## TASK TO CARRY OUT
What do the lines say from the start of the entries through the one containing "partial results are"? Repeat them exactly.

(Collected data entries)

....................

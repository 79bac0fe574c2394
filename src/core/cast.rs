//! Runtime type casting of action results
//!
//! After the storage layer executes, attribute and calculation values whose
//! types are not storage-native are re-cast into runtime form. The cast set
//! is computed once per call; when it is empty the outcome passes through
//! with no per-record work at all.
//!
//! Reduction over a batch is fail-fast: records are processed in order,
//! attributes before calculations within each record, and the first cast
//! failure becomes the outcome of the whole batch. No partial results are
//! ever returned.

use crate::core::errors::ActionError;
use crate::core::outcome::{ActionPayload, ActionResult};
use crate::core::record::Record;
use crate::core::subject::{Query, SelectionSource, SubjectContext};
use crate::resource::{cast_from_storage, Attribute, Calculation};

/// Re-cast a result's attribute and calculation values into runtime form.
///
/// Failed and empty outcomes pass through unchanged. `cast_attributes`
/// turns attribute casting off entirely (calculations are still cast), for
/// callers whose storage path already produced runtime values.
pub fn cast_results(result: ActionResult, query: &Query, cast_attributes: bool) -> ActionResult {
    let payload = match result {
        Ok(payload) => payload,
        Err(_) => return result,
    };

    let resource = query.resource();

    let attributes: Vec<&Attribute> = if cast_attributes {
        match query.selected() {
            Some(selected) => selected
                .iter()
                .filter_map(|name| resource.attribute(name))
                .filter(|attribute| !attribute.is_storage_native())
                .collect(),
            None => resource
                .attributes()
                .iter()
                .filter(|attribute| !attribute.is_storage_native())
                .collect(),
        }
    } else {
        Vec::new()
    };

    let calculations: Vec<&Calculation> = query
        .calculations()
        .iter()
        .filter_map(|name| resource.calculation(name))
        .filter(|calculation| !calculation.is_storage_native())
        .collect();

    // Fast path: nothing to cast, skip the per-record walk
    if attributes.is_empty() && calculations.is_empty() {
        return Ok(payload);
    }

    match payload {
        ActionPayload::Empty => Ok(ActionPayload::Empty),
        ActionPayload::One(record) => {
            cast_record(record, &attributes, &calculations).map(ActionPayload::One)
        }
        ActionPayload::Many(records) => {
            let mut cast = Vec::with_capacity(records.len());
            for record in records {
                // First failure aborts the batch; later records are untouched
                cast.push(cast_record(record, &attributes, &calculations)?);
            }
            Ok(ActionPayload::Many(cast))
        }
    }
}

fn cast_record(
    mut record: Record,
    attributes: &[&Attribute],
    calculations: &[&Calculation],
) -> Result<Record, ActionError> {
    for attribute in attributes {
        // Only fields the storage layer actually returned
        if let Some(raw) = record.remove_field(&attribute.name) {
            let cast = cast_from_storage(&attribute.attr_type, raw, &attribute.constraints)
                .map_err(|e| e.at(&attribute.name))?;
            record.put(attribute.name.clone(), cast);
        }
    }

    for calculation in calculations {
        match &calculation.load {
            // The raw output was materialized into a top-level field
            Some(field) => {
                if let Some(raw) = record.remove_field(field) {
                    let cast =
                        cast_from_storage(&calculation.calc_type, raw, &calculation.constraints)
                            .map_err(|e| e.at(field))?;
                    record.put(field.clone(), cast);
                }
            }
            None => {
                if let Some(raw) = record.remove_calculation(&calculation.name) {
                    let cast =
                        cast_from_storage(&calculation.calc_type, raw, &calculation.constraints)
                            .map_err(|e| e.at(&calculation.name))?;
                    record.put_calculation(calculation.name.clone(), cast);
                }
            }
        }
    }

    Ok(record)
}
//! Result selection
//!
//! A caller that selected a subset of fields gets exactly that subset back:
//! every attribute outside the select set is blanked on the record, even if
//! the storage layer returned it, and the record is stamped with which
//! fields were actually selected. Primary key and always-selected
//! attributes survive any selection.

use crate::core::outcome::{ActionPayload, ActionResult};
use crate::core::record::Record;
use crate::core::subject::SelectionSource;
use crate::core::value::Value;

/// Blank unselected attributes on a result's records.
///
/// Failed and empty outcomes pass through unchanged; so does every record
/// when the subject carries no select set, since the storage layer already
/// satisfied the selection.
pub fn apply_selection<S: SelectionSource>(result: ActionResult, subject: &S) -> ActionResult {
    let payload = match result {
        Ok(payload) => payload,
        Err(_) => return result,
    };

    let Some(selected) = subject.selected() else {
        return Ok(payload);
    };

    match payload {
        ActionPayload::Empty => Ok(ActionPayload::Empty),
        ActionPayload::One(record) => Ok(ActionPayload::One(project(record, subject, selected))),
        ActionPayload::Many(records) => Ok(ActionPayload::Many(
            records
                .into_iter()
                .map(|record| project(record, subject, selected))
                .collect(),
        )),
    }
}

fn project<S: SelectionSource>(mut record: Record, subject: &S, selected: &[String]) -> Record {
    for attribute in subject.selection_resource().attributes() {
        if attribute.always_select || attribute.primary_key {
            continue;
        }
        if selected.contains(&attribute.name) {
            continue;
        }
        record.put(attribute.name.clone(), Value::Null);
    }
    record.set_selected(selected.to_vec());
    record
}

/// The attribute names a fetch for this subject will carry.
///
/// With no select set, every attribute; otherwise the selected attributes
/// plus the primary key and always-selected ones, in declaration order.
pub fn attributes_to_select<S: SelectionSource>(subject: &S) -> Vec<String> {
    let resource = subject.selection_resource();
    match subject.selected() {
        None => resource
            .attributes()
            .iter()
            .map(|attribute| attribute.name.clone())
            .collect(),
        Some(selected) => resource
            .attributes()
            .iter()
            .filter(|attribute| {
                attribute.always_select
                    || attribute.primary_key
                    || selected.contains(&attribute.name)
            })
            .map(|attribute| attribute.name.clone())
            .collect(),
    }
}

....................

## OUTPUT FOR THIS EXERCISE
repository 79bac0fe574c2394
filename src/core/cast.rs
//! Runtime type casting of action results
//!
//! After the storage layer executes, attribute and calculation values whose
//! types are not storage-native are re-cast into runtime form. The cast set
//! is computed once per call; when it is empty the outcome passes through
//! with no per-record work at all.
//!
//! Reduction over a batch is fail-fast: records are processed in order,
//! attributes before calculations within each record, and the first cast
//! failure becomes the outcome of the whole batch. No partial results are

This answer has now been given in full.